MADISON — The racist, antiracism indoctrination of Wisconsin rolls on, this time through Wisconsin’s Cooperative Educational Service Agency (CESA).
West Salem-based CESA 4 recently promoted an educator study group on the book, Me and White Supremacy: Combat Racism, Change the World, and Become a Good Ancestor.
The book, written by Layla Saad, also takes education professionals through a “guided journal to allow participants to explore white supremacy and their role in it,” according to a previous link on the CESA website.
“Participants will also discuss how these ideas relate to the classroom setting and what they might do in their context to teach others and affect change,” the offering stated.
Participants will “reflect on white privilege and their role in white supremacy … relate learning to an educational setting … (and) make a personal commitment to change.”
The study session has since been closed, according to a CESA 4 official, who noted as much in an email answering the concerns of Douglas Rogalla, chairman of the Republican Party of Monroe County.
Kehl Arnson, agency administrator of CESA 4, said he knows “this has become a sensitive topic.”
“This was not a course or class as it may have appeared, but rather an individualized book study for professionals wanting to learn more about the topic,” Arnson wrote in a the July 7 email to Rogalla. He could not be reached for comment Friday.
The county GOP chairman said he and others raised concerns about the latest incident of controversial antiracism and critical race theory being pushed on educators and students. Rogalla said CESA 4 took the offering off its website soon after the complaints started coming in. He called it “sort of a win” for the anti-critical race theory movement.
Monroe County residents have formed a Parents Rights in Education chapter to combat the increasing incursion of radical left ideology in their schools. The battle is being fought nationwide, with proponents of the extreme social justice curriculum now forced to defend lesson plans that teach children that discrimination is acceptable — if it’s aimed at toppling a “systemically racist” America. Antiracism is teaching children that white people are inherently racist.
Media outlets and corporations have endorsed this radical hate-based education model. Here’s what NPR wrote about Saad and her book:
Learning about the dangers of systemic racism often leads people to ask: What can I do personally to make a difference?
Layla Saad, an East African, Arab, British, Black, Muslim woman living in Qatar, came up with an impressive answer — a 28-day process that she calls a “personal anti-racism tool” designed to teach those with white privilege how systemic racism works and how they can stop contributing to white supremacy in the world.

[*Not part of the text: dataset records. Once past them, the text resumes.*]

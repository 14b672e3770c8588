//! Logging infrastructure
//!
//! Structured logging using tracing and tracing-subscriber:
//! - JSON or pretty output
//! - Optional rolling log files
//! - Secret scrubbing for tokens and passwords

pub mod config;
pub mod logger;
pub mod secret_scrubbing;

pub use config::{LogConfig, LogFormat, RotationPolicy};
pub use logger::LoggerImpl;
pub use secret_scrubbing::SecretScrubber;
//! Query a running instance to tell Docker and Desktop installs apart

use reqwest::header::SERVER;
use reqwest::{Method, StatusCode};
use std::time::Duration;
use tracing::{debug, instrument};

use super::errors::AuthError;
use super::transport::{
    ApiResponse, AsyncTransport, BlockingTransport, PreparedRequest, ReqwestAsyncTransport,
    ReqwestBlockingTransport, TransportSettings,
};
use crate::domain::models::InstanceType;

/// Default health check timeout
pub const DEFAULT_DETECTION_TIMEOUT: Duration = Duration::from_secs(5);

fn health_request(base_url: &str) -> PreparedRequest {
    let base = base_url.trim_end_matches('/');
    let base = base.strip_suffix("/api").unwrap_or(base);
    PreparedRequest::new(Method::GET, format!("{base}/api/health"))
}

fn port_hint(base_url: &str) -> Option<InstanceType> {
    let port = url::Url::parse(base_url).ok()?.port()?;
    match port {
        3001 => Some(InstanceType::Docker),
        3000 => Some(InstanceType::Desktop),
        _ => None,
    }
}

fn is_local(base_url: &str) -> bool {
    url::Url::parse(base_url)
        .ok()
        .and_then(|u| u.host_str().map(str::to_string))
        .is_some_and(|host| host == "localhost" || host == "127.0.0.1")
}

/// Classify the health response, falling back to URL heuristics
fn interpret(base_url: &str, response: &ApiResponse) -> InstanceType {
    if response.status() == StatusCode::OK {
        let environment = response
            .json::<serde_json::Value>()
            .ok()
            .and_then(|body| body.get("environment")?.as_str().map(str::to_string));
        match environment.as_deref() {
            Some("docker") => return InstanceType::Docker,
            Some("desktop") => return InstanceType::Desktop,
            _ => {}
        }

        let server = response
            .headers()
            .get(SERVER)
            .and_then(|v| v.to_str().ok())
            .unwrap_or_default()
            .to_ascii_lowercase();
        if server.contains("docker") {
            return InstanceType::Docker;
        }

        if let Some(hint) = port_hint(base_url) {
            return hint;
        }
    }

    if is_local(base_url) {
        if let Some(hint) = port_hint(base_url) {
            return hint;
        }
    }

    InstanceType::Unknown
}

fn detection_failed(err: AuthError) -> AuthError {
    match err {
        AuthError::Connection(source) => {
            AuthError::InstanceDetection(format!("health check failed: {source}"))
        }
        other => other,
    }
}

fn settings(timeout: Duration) -> TransportSettings {
    TransportSettings {
        timeout,
        verify_ssl: true,
    }
}

/// Detect the instance type behind `base_url`, blocking
///
/// Looks at the `environment` field of `GET /api/health`, then at the
/// `Server` header, then at the port (3001 is Docker, 3000 is Desktop).
#[instrument]
pub fn detect_instance_type(base_url: &str, timeout: Duration) -> Result<InstanceType, AuthError> {
    let transport = ReqwestBlockingTransport::new(settings(timeout))?;
    detect_with(&transport, base_url)
}

/// Blocking detection over a caller-supplied transport
pub fn detect_with(
    transport: &dyn BlockingTransport,
    base_url: &str,
) -> Result<InstanceType, AuthError> {
    let response = transport
        .execute(&health_request(base_url))
        .map_err(detection_failed)?;
    let detected = interpret(base_url, &response);
    debug!(status = %response.status(), detected = %detected, "instance detected");
    Ok(detected)
}

/// Detect the instance type behind `base_url`
#[instrument]
pub async fn detect_instance_type_async(
    base_url: &str,
    timeout: Duration,
) -> Result<InstanceType, AuthError> {
    let transport = ReqwestAsyncTransport::new(settings(timeout))?;
    detect_with_async(&transport, base_url).await
}

/// Async detection over a caller-supplied transport
pub async fn detect_with_async(
    transport: &dyn AsyncTransport,
    base_url: &str,
) -> Result<InstanceType, AuthError> {
    let response = transport
        .execute(&health_request(base_url))
        .await
        .map_err(detection_failed)?;
    let detected = interpret(base_url, &response);
    debug!(status = %response.status(), detected = %detected, "instance detected");
    Ok(detected)
}
//! Domain models
//!
//! Plain data types shared by the configuration layer and the API clients.

pub mod config;
pub mod deployment;
pub mod token;

pub use config::{Config, Credentials};
pub use deployment::{DeploymentMode, InstanceType, ParseDeploymentModeError};
pub use token::{mask_secret, Token};
use std::sync::Arc;
use tracing::debug;

use super::auth::{AsyncAuthenticator, Authenticator};
use super::client::{ApiClient, AsyncApiClient};
use super::errors::AuthError;
use super::token_store::TokenStore;
use super::transport::{
    AsyncTransport, BlockingTransport, ReqwestAsyncTransport, ReqwestBlockingTransport,
    TransportSettings,
};
use crate::domain::models::{Config, Token};
use crate::infrastructure::config::ConfigLoader;

/// One configuration and one token, shared by every client built from it
///
/// Cloning a session is cheap and keeps pointing at the same state, so a
/// blocking and an async client built from one session never authenticate
/// twice.
#[derive(Debug, Clone)]
pub struct Session {
    config: Arc<Config>,
    tokens: Arc<TokenStore>,
}

impl Session {
    /// Validate `config` and start a session
    ///
    /// A static token from the configuration (e.g. a Desktop API key) is
    /// stored right away.
    pub fn new(config: Config) -> Result<Self, AuthError> {
        ConfigLoader::validate(&config)?;

        let token = config
            .token
            .as_deref()
            .filter(|t| !t.trim().is_empty())
            .map(Token::new);
        debug!(
            mode = %config.deployment_mode,
            static_token = token.is_some(),
            "session created"
        );

        Ok(Self {
            config: Arc::new(config),
            tokens: Arc::new(TokenStore::seeded(token)),
        })
    }

    /// Session configured from `ANYTHING_LLM_*` environment variables
    pub fn from_env() -> Result<Self, AuthError> {
        Self::new(ConfigLoader::load()?)
    }

    /// Shared configuration
    pub fn config(&self) -> &Arc<Config> {
        &self.config
    }

    /// Shared token store
    pub fn tokens(&self) -> &Arc<TokenStore> {
        &self.tokens
    }

    /// Blocking authenticator using a reqwest transport
    pub fn authenticator(&self) -> Result<Authenticator, AuthError> {
        let transport = ReqwestBlockingTransport::new(TransportSettings::from(self.config.as_ref()))?;
        Ok(self.authenticator_with_transport(Arc::new(transport)))
    }

    /// Blocking authenticator using a caller-supplied transport
    pub fn authenticator_with_transport(
        &self,
        transport: Arc<dyn BlockingTransport>,
    ) -> Authenticator {
        Authenticator::new(Arc::clone(&self.config), Arc::clone(&self.tokens), transport)
    }

    /// Async authenticator using a reqwest transport
    pub fn async_authenticator(&self) -> Result<AsyncAuthenticator, AuthError> {
        let transport = ReqwestAsyncTransport::new(TransportSettings::from(self.config.as_ref()))?;
        Ok(self.async_authenticator_with_transport(Arc::new(transport)))
    }

    /// Async authenticator using a caller-supplied transport
    pub fn async_authenticator_with_transport(
        &self,
        transport: Arc<dyn AsyncTransport>,
    ) -> AsyncAuthenticator {
        AsyncAuthenticator::new(Arc::clone(&self.config), Arc::clone(&self.tokens), transport)
    }

    /// Blocking API client
    pub fn client(&self) -> Result<ApiClient, AuthError> {
        Ok(ApiClient::new(self.authenticator()?))
    }

    /// Blocking API client using a caller-supplied transport
    pub fn client_with_transport(&self, transport: Arc<dyn BlockingTransport>) -> ApiClient {
        ApiClient::new(self.authenticator_with_transport(transport))
    }

    /// Async API client
    pub fn async_client(&self) -> Result<AsyncApiClient, AuthError> {
        Ok(AsyncApiClient::new(self.async_authenticator()?))
    }

    /// Async API client using a caller-supplied transport
    pub fn async_client_with_transport(&self, transport: Arc<dyn AsyncTransport>) -> AsyncApiClient {
        AsyncApiClient::new(self.async_authenticator_with_transport(transport))
    }
}

#[cfg(test)]
mod tests {
    use super::*;
    use crate::domain::models::DeploymentMode;
    use crate::infrastructure::config::ConfigError;

    #[test]
    fn test_session_rejects_invalid_config() {
        let err = Session::new(Config::for_mode(DeploymentMode::Cloud)).unwrap_err();
        assert!(matches!(
            err,
            AuthError::Config(ConfigError::MissingBaseUrl(DeploymentMode::Cloud))
        ));
    }

    #[test]
    fn test_session_seeds_static_token() {
        let config = Config {
            token: Some("desktop-key".to_string()),
            ..Config::for_mode(DeploymentMode::Desktop)
        };
        let session = Session::new(config).unwrap();
        assert_eq!(session.tokens().current().unwrap().as_str(), "desktop-key");
    }

    #[test]
    fn test_blank_static_token_ignored() {
        let config = Config {
            token: Some("  ".to_string()),
            ..Config::for_mode(DeploymentMode::Desktop)
        };
        let session = Session::new(config).unwrap();
        assert!(session.tokens().current().is_none());
    }

    #[test]
    fn test_clones_share_state() {
        let session = Session::new(Config::for_mode(DeploymentMode::Docker)).unwrap();
        let other = session.clone();
        session.tokens().replace(Token::new("shared"), None);

        assert!(Arc::ptr_eq(session.config(), other.config()));
        assert_eq!(other.tokens().current().unwrap().as_str(), "shared");
    }
}
use std::path::PathBuf;

use clap::Subcommand;
use lunalog_core::{migrate_tagged_log, Config, EventStore, TaggedEvent};

#[derive(Subcommand)]
pub enum ImportAction {
    /// Migrate a paired start/end event log into the canonical format
    Legacy {
        /// Path to the legacy JSON log
        file: PathBuf,
    },
}

pub fn run(action: ImportAction) -> Result<(), Box<dyn std::error::Error>> {
    match action {
        ImportAction::Legacy { file } => {
            let config = Config::load()?;
            let store = EventStore::from_config(&config)?;

            // One-time migration: never merge into existing data
            if !store.load()?.is_empty() {
                return Err("refusing to import: the event log is not empty".into());
            }

            let content = std::fs::read_to_string(&file)?;
            let legacy: Vec<TaggedEvent> = serde_json::from_str(&content)?;
            let events = migrate_tagged_log(&legacy);
            store.save(&events)?;
            println!("imported {} cycles", events.len());
        }
    }
    Ok(())
}
use clap::{Parser, Subcommand};

mod commands;

#[derive(Parser)]
#[command(name = "lunalog", version, about = "Lunalog CLI")]
struct Cli {
    #[command(subcommand)]
    command: Commands,
}

#[derive(Subcommand)]
enum Commands {
    /// Record and edit period events
    Period {
        #[command(subcommand)]
        action: commands::period::PeriodAction,
    },
    /// Current cycle status and predictions
    Status {
        /// Reference date (YYYY-MM-DD), defaults to today
        #[arg(long)]
        date: Option<String>,
    },
    /// Normalized cycle history
    History,
    /// Period days for calendar highlighting
    Calendar {
        /// Restrict to one month (YYYY-MM)
        #[arg(long)]
        month: Option<String>,
    },
    /// Configuration management
    Config {
        #[command(subcommand)]
        action: commands::config::ConfigAction,
    },
    /// Import data from older log formats
    Import {
        #[command(subcommand)]
        action: commands::import::ImportAction,
    },
}

fn main() {
    let cli = Cli::parse();
    let result = match cli.command {
        Commands::Period { action } => commands::period::run(action),
        Commands::Status { date } => commands::status::run(date),
        Commands::History => commands::history::run(),
        Commands::Calendar { month } => commands::calendar::run(month),
        Commands::Config { action } => commands::config::run(action),
        Commands::Import { action } => commands::import::run(action),
    };

    if let Err(e) = result {
        eprintln!("error: {e}");
        std::process::exit(1);
    }
}
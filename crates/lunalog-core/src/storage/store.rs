//! Event-log persistence.
//!
//! The log is a single pretty-printed JSON array of records at
//! `~/.config/lunalog/periods.json`. Saving replaces the whole file;
//! there is no incremental patching, and concurrent writers resolve to
//! last-writer-wins. The engine never touches this module: it receives
//! a loaded snapshot and hands back a full replacement.

use std::path::PathBuf;

use super::Config;
use crate::error::{CoreError, Result};
use crate::events::PeriodEvent;

/// File-backed store for the period event log.
pub struct EventStore {
    path: PathBuf,
}

impl EventStore {
    /// Open the store at the default location.
    pub fn open() -> Result<Self> {
        Ok(Self {
            path: super::data_dir()?.join("periods.json"),
        })
    }

    /// Open the store at an explicit path.
    pub fn with_path(path: PathBuf) -> Self {
        Self { path }
    }

    /// Open the store at the configured location, falling back to the
    /// default when no override is set.
    pub fn from_config(config: &Config) -> Result<Self> {
        match &config.store.path {
            Some(path) => Ok(Self::with_path(path.clone())),
            None => Self::open(),
        }
    }

    /// Load the full event log. A missing file is an empty log.
    pub fn load(&self) -> Result<Vec<PeriodEvent>> {
        if !self.path.exists() {
            return Ok(Vec::new());
        }

        let content = std::fs::read_to_string(&self.path)?;
        serde_json::from_str(&content).map_err(|e| CoreError::Store {
            path: self.path.clone(),
            message: e.to_string(),
        })
    }

    /// Replace the event log on disk with `events`.
    pub fn save(&self, events: &[PeriodEvent]) -> Result<()> {
        if let Some(parent) = self.path.parent() {
            std::fs::create_dir_all(parent)?;
        }
        let content = serde_json::to_string_pretty(events)?;
        std::fs::write(&self.path, content)?;
        Ok(())
    }

    /// Get the log file path
    pub fn path(&self) -> &PathBuf {
        &self.path
    }
}
//! One-time migration from the paired start/end log format.
//!
//! Earlier versions of the application stored two tagged entries per
//! cycle. The canonical format is one record per cycle; this module
//! converts an entire legacy log in one pass so the engine never has to
//! understand both shapes.

use crate::cycles::parse_tagged_cycles;
use crate::events::{PeriodEvent, TaggedEvent};

/// Convert a legacy paired log into canonical single-record events,
/// ordered ascending by start date. Notes did not exist in the legacy
/// format, so every migrated record carries an empty note.
pub fn migrate_tagged_log(events: &[TaggedEvent]) -> Vec<PeriodEvent> {
    parse_tagged_cycles(events)
        .into_iter()
        .map(|cycle| PeriodEvent {
            start_date: cycle.start_date,
            end_date: cycle.end_date,
            note: String::new(),
        })
        .collect()
}

#[cfg(test)]
mod tests {
    use super::*;
    use crate::cycles::parse_cycles;
    use crate::events::EventKind;
    use chrono::NaiveDate;

    fn d(s: &str) -> NaiveDate {
        NaiveDate::parse_from_str(s, "%Y-%m-%d").unwrap()
    }

    #[test]
    fn test_migration_pairs_and_orders() {
        let legacy = vec![
            TaggedEvent { date: d("2024-02-01"), kind: EventKind::Start },
            TaggedEvent { date: d("2024-01-05"), kind: EventKind::End },
            TaggedEvent { date: d("2024-01-01"), kind: EventKind::Start },
        ];
        let events = migrate_tagged_log(&legacy);
        assert_eq!(events.len(), 2);
        assert_eq!(events[0].start_date, d("2024-01-01"));
        assert_eq!(events[0].end_date, Some(d("2024-01-05")));
        assert_eq!(events[1].start_date, d("2024-02-01"));
        assert_eq!(events[1].end_date, None);
    }

    #[test]
    fn test_migrated_log_normalizes_identically() {
        let legacy = vec![
            TaggedEvent { date: d("2024-01-01"), kind: EventKind::Start },
            TaggedEvent { date: d("2024-01-05"), kind: EventKind::End },
        ];
        let migrated = migrate_tagged_log(&legacy);
        assert_eq!(parse_cycles(&migrated), parse_tagged_cycles(&legacy));
    }

    #[test]
    fn test_legacy_json_shape_deserializes() {
        let json = r#"[{"date":"2024-01-01","kind":"start"},{"date":"2024-01-05","kind":"end"}]"#;
        let legacy: Vec<TaggedEvent> = serde_json::from_str(json).unwrap();
        let events = migrate_tagged_log(&legacy);
        assert_eq!(events.len(), 1);
    }
}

Her book is called Me and White Supremacy: Combat Racism, Change the World, and Become a Good Ancestor. It began a few years ago as a 28-day Instagram challenge, evolved into a free PDF digital workbook and has now become a New York Times bestseller. (It was sold out at Amazon when we recorded this interview, but Saad reported that her publisher was working to print more copies.)
Saad’s process involves defining terms like “white centering” (the belief that white culture, values and norms are the normal center of the world) and “ally cookies” (the special praise sought by some white people for not being racist). She encourages readers to keep a journal and write answers for tough questions like “What negative experiences has your white privilege protected you from throughout your life?”
CESA 4 is one of 12 nonprofit Cooperative Educational Service Agencies, created in 1964 by the Wisconsin legislature. The agencies “serve educational needs in all areas of Wisconsin by enabling school districts to communicate with each other and with the Department of Public Instruction,” according to CESA 4’s website. CESA 4 serves 26 school districts and other educational agencies in western Wisconsin.
While CESAs provide services without levying taxes and with virtually no direct state appropriations, they are funded by contracts with school districts and through federal and state grants. That money, of course, comes from taxpayers.
Rogalla said Monroe County Republicans have been effective in recruiting conservatives to run for school board seats, and many have been elected.
“We have to be ever vigilant,” he said.